You’ll find the ice cream and the cream softens quite quickly once out of the freezer, with the raspberries remaining cold and a little crunchy – if you’d rather they were soft you can always add them when serving rather than layered in the cake.
Once you have the basic principle you can choose your own combinations, even adding a little rum or brandy to the softened ice cream for a more grown up dessert.
- 1 packet of my chocolate sponge mix (or Victoria sponge mix if you’d prefer vanilla flavour)
- 2 medium eggs
- 170ml semi-skimmed milk
- 1 tbs (15ml) oil
- 180ml fresh raspberries
- ½ litre vanilla ice cream
- 250ml double cream
- 50g icing sugar, sieved
- 1 tsp gelatine (optional – see recipe)
- Sprinkles (available in-store)
You will need
- 1 loaf tin (available in-store)
- Silver foil
- Grease the loaf tin and line the bottom with baking paper. Pre-heat the oven to 180°C (160°C fan, 350°F, gas mark 4). NB: This is slightly cooler than as per the instructions on the cake mix, because the cake is baked in a loaf tin instead of in two sandwich tins.

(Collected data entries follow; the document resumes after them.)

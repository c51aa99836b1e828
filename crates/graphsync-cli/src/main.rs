//! graphsync - synchronise a diagram workspace with its triple store

mod prompt;

use anyhow::{bail, Context, Result};
use clap::{value_parser, Arg, ArgAction, ArgMatches, Command};
use graphsync_core::prelude::*;
use graphsync_core::context_tokens_from_url;
use graphsync_gateway::HttpGateway;
use prompt::LinePrompt;
use std::path::PathBuf;
use std::sync::Arc;
use std::time::Duration;

fn config_arg() -> Arg {
    Arg::new("config")
        .long("config")
        .short('c')
        .default_value("graphsync.toml")
        .value_parser(value_parser!(PathBuf))
        .help("Path to the configuration file")
}

fn cli() -> Command {
    Command::new("graphsync")
        .version(graphsync_core::VERSION)
        .about("Keep a diagram workspace consistent with its triple store")
        .subcommand_required(true)
        .arg(
            Arg::new("log-json")
                .long("log-json")
                .global(true)
                .action(ArgAction::SetTrue)
                .help("Emit logs as JSON lines"),
        )
        .subcommand(
            Command::new("sync")
                .about("Run a full synchronisation")
                .arg(config_arg())
                .arg(
                    Arg::new("vocabulary")
                        .long("vocabulary")
                        .action(ArgAction::Append)
                        .help("Vocabulary context IRI, repeatable"),
                )
                .arg(
                    Arg::new("url")
                        .long("url")
                        .help("Workspace URL carrying vocabulary query parameters"),
                )
                .arg(
                    Arg::new("language")
                        .long("language")
                        .help("Interface language, overriding the configuration"),
                )
                .arg(
                    Arg::new("yes")
                        .long("yes")
                        .action(ArgAction::SetTrue)
                        .help("Delete obsolete diagrams without asking"),
                )
                .arg(
                    Arg::new("json")
                        .long("json")
                        .action(ArgAction::SetTrue)
                        .help("Output the report as JSON"),
                ),
        )
        .subcommand(
            Command::new("check-config")
                .about("Validate a configuration file")
                .arg(config_arg()),
        )
        .subcommand(
            Command::new("contexts")
                .about("List the context tokens of a workspace URL")
                .arg(Arg::new("url").required(true).help("Workspace URL")),
        )
}

fn init_tracing(json: bool) {
    let filter = tracing_subscriber::EnvFilter::try_from_default_env()
        .unwrap_or_else(|_| "info".into());
    let builder = tracing_subscriber::fmt()
        .with_env_filter(filter)
        .with_writer(std::io::stderr);
    if json {
        builder.json().init();
    } else {
        builder.init();
    }
}

fn load_config(args: &ArgMatches) -> Result<SyncConfig> {
    let path = args
        .get_one::<PathBuf>("config")
        .context("no configuration path")?;
    SyncConfig::load(path).with_context(|| format!("failed to load {}", path.display()))
}

#[tokio::main]
async fn main() -> Result<()> {
    let matches = cli().get_matches();
    init_tracing(matches.get_flag("log-json"));

    match matches.subcommand() {
        Some(("sync", args)) => {
            let report = sync(args).await?;
            std::process::exit(if report.is_success() { 0 } else { 1 });
        }
        Some(("check-config", args)) => {
            let config = load_config(args)?;
            config.validate()?;

            println!("Configuration OK");
            println!("  Endpoint: {}", config.context_endpoint);
            println!("  Application context: {}", config.application_context);
            println!(
                "  Cache context: {}",
                config.cache_context.as_deref().unwrap_or("(none)")
            );
            println!("  Interface language: {}", config.interface_language);
            println!(
                "  Languages: {}",
                config.languages.keys().cloned().collect::<Vec<_>>().join(", ")
            );
            println!("  Link batch size: {}", config.link_batch_size);
            Ok(())
        }
        Some(("contexts", args)) => {
            let url = args.get_one::<String>("url").context("no URL given")?;
            let tokens = context_tokens_from_url(url);
            if tokens.is_empty() {
                bail!("{url} carries no vocabulary parameter");
            }
            for token in tokens {
                println!("{token}");
            }
            Ok(())
        }
        Some((other, _)) => bail!("unknown command {other}"),
        None => bail!("no command given"),
    }
}

async fn sync(args: &ArgMatches) -> Result<SyncReport> {
    let mut config = load_config(args)?;
    if let Some(language) = args.get_one::<String>("language") {
        config.interface_language.clone_from(language);
    }

    let mut tokens: Vec<String> = args
        .get_many::<String>("vocabulary")
        .map(|values| values.cloned().collect())
        .unwrap_or_default();
    if let Some(url) = args.get_one::<String>("url") {
        tokens.extend(context_tokens_from_url(url));
    }

    let gateway = HttpGateway::new(Duration::from_secs(config.request_timeout_secs))
        .context("failed to build HTTP client")?;
    let engine = SyncEngine::new(config, Arc::new(gateway))?;
    let mut ws = engine.workspace();

    let prompt: Box<dyn ConfirmationPrompt> = if args.get_flag("yes") {
        Box::new(FixedAnswer(true))
    } else {
        Box::new(LinePrompt::stdin())
    };
    let report = engine.synchronize(&mut ws, &tokens, prompt.as_ref()).await?;

    if args.get_flag("json") {
        println!("{}", serde_json::to_string_pretty(&report_json(&report, &ws))?);
    } else {
        print_report(&report, &ws);
    }
    Ok(report)
}

fn workspace_name(ws: &Workspace) -> &str {
    ws.settings
        .name
        .get(&ws.settings.interface_language)
        .map_or("(unnamed)", String::as_str)
}

fn print_report(report: &SyncReport, ws: &Workspace) {
    println!("Synchronisation Report:");
    println!("  Workspace: {}", workspace_name(ws));
    println!("  Contexts: {}", report.contexts.len());
    println!("  Diagrams: {}", report.diagrams);
    if let Some(vocabulary) = &report.vocabulary {
        println!("  Vocabularies: {}", vocabulary.vocabularies.len());
        println!("  New terms: {}", vocabulary.terms.new_terms);
    }
    if let Some(data) = &report.context_data {
        println!("  Elements: {}", data.elements);
        println!("  Links: {}", data.links);
        println!("  Deleted elements: {}", data.reconcile.deleted_elements.len());
        println!("  Links added: {}", data.connections.added);
        println!("  Links deactivated: {}", data.connections.deactivated);
    }
    match &report.obsolete {
        Some(ObsoleteOutcome::Deleted { diagrams, .. }) => {
            println!("  Obsolete diagrams deleted: {}", diagrams.len());
        }
        Some(ObsoleteOutcome::Declined { diagrams }) => {
            println!("  Obsolete diagrams kept: {}", diagrams.len());
        }
        Some(ObsoleteOutcome::NoneFound) | None => {}
    }
    match &report.failed {
        None => println!("  Status: COMPLETE"),
        Some((step, error)) => println!("  Status: FAILED at {step}: {error}"),
    }
}

fn report_json(report: &SyncReport, ws: &Workspace) -> serde_json::Value {
    let completed: Vec<String> = report.completed.iter().map(ToString::to_string).collect();
    serde_json::json!({
        "version": graphsync_core::VERSION,
        "workspace": ws.settings.name,
        "contexts": report.contexts.iter().map(|c| c.as_str()).collect::<Vec<_>>(),
        "completed": completed,
        "failed": report.failed.as_ref().map(|(step, error)| {
            serde_json::json!({ "step": step.to_string(), "error": error })
        }),
        "diagrams": report.diagrams,
        "vocabularies": report.vocabulary.as_ref().map_or(0, |v| v.vocabularies.len()),
        "new_terms": report.vocabulary.as_ref().map_or(0, |v| v.terms.new_terms),
        "links_added": report.context_data.as_ref().map_or(0, |d| d.connections.added),
        "links_deactivated": report.context_data.as_ref().map_or(0, |d| d.connections.deactivated),
        "obsolete_deleted": matches!(report.obsolete, Some(ObsoleteOutcome::Deleted { .. })),
    })
}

- Make up the cake mix with the eggs, milk and oil according to the instructions on the packet (or prepare a sponge mix from scratch). Turn into lined tin and bake for 45-55 minutes or until firm to the touch and a knife inserted into the centre comes out clean.
- Allow to cool for a few minutes, then carefully turn out and allow to cool completely on a rack.
- Line the loaf tin with silver foil, allowing a little extra at the rim all the way round.
- Carefully slice the cake horizontally into three, using a serrated knife, and put the bottom layer into the lined tin.
- Remove the ice cream from the freezer and allow to soften for about five minutes or more, depending on the temperature of the room. Transfer to a bowl if necessary, then stir with a fork until the ice cream is softened and spreadable – don’t let it melt too much or the texture will be odd when it re-freezes.
- Sprinkle half the raspberries onto the bottom layer of cake, then spread with half of the ice cream using a spatula and pushing it down so that it fills in the gaps between the fruit. Add the second layer of cake, then the remaining raspberries and ice cream, lifting the foil round the edges to add height if necessary. Add the remaining cake layer on top and put in the freezer for ten minutes or so before wrapping the whole cake, in its tin, carefully with more foil. Freeze for 2 hours or more.
- Sprinkle the gelatine onto a generous tablespoonful of water in a small pan. Allow to thicken slightly, then melt gently over low heat until the gelatine is dissolved. Allow to cool for a couple of minutes, but don’t let it set. Whip the cream with the icing sugar until it thickens, then, adding the gelatine, continue whipping until it forms soft peaks. (NB: if you are eating the cake as soon as it is ready, you can omit the gelatine: it’s used to ‘stabilise’ the cream in the freezer – if it’s frozen for more than a few hours it can ‘break’ as it defrosts, which looks unattractive).
- Remove the cake from the freezer and unwrap. Lift it carefully out of the tin and remove all the foil. Place on a piece of baking paper or foil on a chopping board or other freezer-proof flat surface and, with a palette knife, spread with the whipped cream, smoothing the sides and pulling the top into peaks.
- Freeze for half an hour or so. Then, once the cream is firm, carefully lift the cake off the board and wrap in silver foil or food wrap. Freeze for at least another 3 hours, or you can freeze the cake for up to a week before eating.
- Remove from the freezer 20-30 minutes before serving, transfer to a pretty serving dish and add some sprinkles on top.